Segway to Validation
For this validation step we’re going to sort accounts by their score; 1 being the maximum score an account can obtain.
The feature values that influenced that score are listed across. The higher the feature value, the more influence it had on the score.
Lets take a look at the top scorer here.
It looks like Feature 6 is heavily influencing this score.
For this example Feature 6 is a ration that compares the $$ spend today vs the account’s historical daily dollar spend.
So lets take a look at this account’s transactions.
It looks like our top scorer had only one transaction, which was a significant airline purchase, which in all likelihood is legitimate.
This is an example of a false positive. Feature 6, while properly calculated, placed too much value on this single, large transaction, which overly influenced the score.
Moving down the list, we see that the 4th record down has a good distribution of feature values
Features 2, 3, 4 and 5 all show some significance.
Pulling this accounts transactions for the day scored, shows some highly suspicious activity. A large amount of online transactions in a very short period of time.
This is clearly an account worth investigating.
Based on this testing we then iterate on the model by:
Building new features
Removing features that don’t perform well
Address feature interactions.

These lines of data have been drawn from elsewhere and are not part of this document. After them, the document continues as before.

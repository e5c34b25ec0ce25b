use std::collections::BTreeMap;
use std::f32::consts::PI;

use ndarray::{ArrayView1, Axis, Zip};
use serde::Serialize;

use crate::error::{check_shape, Result};
use crate::pipeline::module::proposal_layer::ProposalMaps;
use crate::pipeline::proposal_pipeline::config::{ProposalConfig, BOX_DOF};
use crate::types::BatchTargets;

#[derive(Debug, Clone, Copy, PartialEq, Serialize)]
pub struct ProposalLosses {
    pub cls_loss: f32,
    pub reg_loss: f32,
    pub loss: f32,
}

impl ProposalLosses {
    pub fn to_map(&self) -> BTreeMap<&'static str, f32> {
        BTreeMap::from([
            ("classification_loss", self.cls_loss),
            ("regression_loss", self.reg_loss),
            ("total_loss", self.loss),
        ])
    }
}

/// Sigmoid focal loss of a single logit against a {0, 1} target.
/// A negative `alpha` turns off class balancing.
pub fn sigmoid_focal_loss(logit: f32, target: f32, alpha: f32, gamma: f32) -> f32 {
    let prob = 1.0 / (1.0 + (-logit).exp());
    // numerically stable binary cross entropy with logits
    let ce = logit.max(0.0) - logit * target + (-logit.abs()).exp().ln_1p();
    let p_t = prob * target + (1.0 - prob) * (1.0 - target);
    let mut loss = ce * (1.0 - p_t).powf(gamma);
    if alpha >= 0.0 {
        loss *= alpha * target + (1.0 - alpha) * (1.0 - target);
    }
    loss
}

pub fn smooth_l1(diff: f32, beta: f32) -> f32 {
    let diff = diff.abs();
    if beta < 1e-5 {
        diff
    } else if diff < beta {
        0.5 * diff * diff / beta
    } else {
        diff - 0.5 * beta
    }
}

#[derive(Debug, Clone)]
pub struct ProposalLoss {
    lambda: f32,
    alpha: f32,
    gamma: f32,
    beta: f32,
}

impl ProposalLoss {
    pub fn new(config: &ProposalConfig) -> Result<Self> {
        config.validate()?;
        Ok(ProposalLoss {
            lambda: config.train.lambda,
            alpha: config.train.focal_alpha,
            gamma: config.train.focal_gamma,
            beta: config.train.smooth_l1_beta,
        })
    }

    fn check_shapes(&self, predictions: &ProposalMaps, targets: &BatchTargets) -> Result<()> {
        let g_cls = targets.g_cls.shape();
        let g_reg = targets.g_reg.shape();
        check_shape("classification map", g_cls, predictions.cls.shape())?;
        check_shape(
            "classification mask",
            &[g_cls[0], g_cls[2], g_cls[3], g_cls[4]],
            targets.m_cls.shape(),
        )?;

        // one channel per class plus background
        check_shape("classification targets", &[g_reg[1] + 1], &[g_cls[1]])?;
        let m_reg = [g_cls[0], g_reg[1], g_cls[2], g_cls[3], g_cls[4]];
        check_shape("regression mask", &m_reg, targets.m_reg.shape())?;
        let mut expected_reg = m_reg.to_vec();
        expected_reg.push(BOX_DOF);
        check_shape("regression targets", &expected_reg, g_reg)?;
        check_shape("regression map", g_reg, predictions.reg.shape())
    }

    fn regression(&self, predicted: ArrayView1<f32>, target: ArrayView1<f32>) -> f32 {
        let term = |i: usize| smooth_l1(predicted[i] - target[i], self.beta);
        let translation: f32 = (0..3).map(term).sum();
        let size: f32 = (3..6).map(term).sum();
        let orientation = term(6) / PI;
        translation + size + orientation
    }

    pub fn forward(&self, predictions: &ProposalMaps, targets: &BatchTargets) -> Result<ProposalLosses> {
        self.check_shapes(predictions, targets)?;
        let num_positive = targets.m_reg.iter().filter(|m| **m).count();
        let normalizer = num_positive.max(1) as f32;

        let mut cls_sum = 0.0f32;
        Zip::indexed(&predictions.cls)
            .and(&targets.g_cls)
            .for_each(|(b, _, y, r, w), &logit, &target| {
                if targets.m_cls[[b, y, r, w]] {
                    cls_sum += sigmoid_focal_loss(logit, target, self.alpha, self.gamma);
                }
            });

        let mut reg_sum = 0.0f32;
        Zip::from(predictions.reg.lanes(Axis(5)))
            .and(targets.g_reg.lanes(Axis(5)))
            .and(&targets.m_reg)
            .for_each(|predicted, target, &positive| {
                if positive {
                    reg_sum += self.regression(predicted, target);
                }
            });

        let cls_loss = cls_sum / normalizer;
        let reg_loss = reg_sum / normalizer;
        Ok(ProposalLosses {
            cls_loss,
            reg_loss,
            loss: cls_loss + self.lambda * reg_loss,
        })
    }
}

Do two features influence each other: For example, having a feature that evaluates $$ spend, and another that evaluates # of trans/day, could potentially cause an interaction. Perhaps, a calculation that combines the two like an average or median would work better?
Constantly strive to minimize false positives.
Try other algorithms
At Eastern Bank we use an approach similar to the scientific method during this process.
We come up with a Hypothesis, test it, and document the outcomes.
Talk to examples higher volume, $$ etc..
The next steps of this use case is to bring it out of a batch process, and into a real time framework, using Spark and MLLib
As a result of being faster with scoring (same day) we can look to expand our customer interaction with real time alerting through email or mobile
And from these interactions build a more agile feedback loop that will allow us to retrain our model quicker based on feedback from real fraud as well as false positives.
Closer to real time = the more valuable to customers we’ll be.
So to wrap up,
Evolution to online and mobile
Customers want value added services that are relevant to them
Hadoop addresses a very large gap in our data architecture, by allowing us to ingest a variety of data that previously was not available to us, or could not be analyzed effectively.
Hadoop allows us to become smarter about our customers, which in turn lets us cater service and products in a more effective manner.
More benefits to the customer
Better understand them through transactions
However, all of this power and agility, needs to be governed to avoid risk.
And finally, the fraud detection use case is only the tip of the iceberg in terms of what hadoop can do. We now have a solid foundation to let us bridge into newer technologies such as streaming, noSQL and others.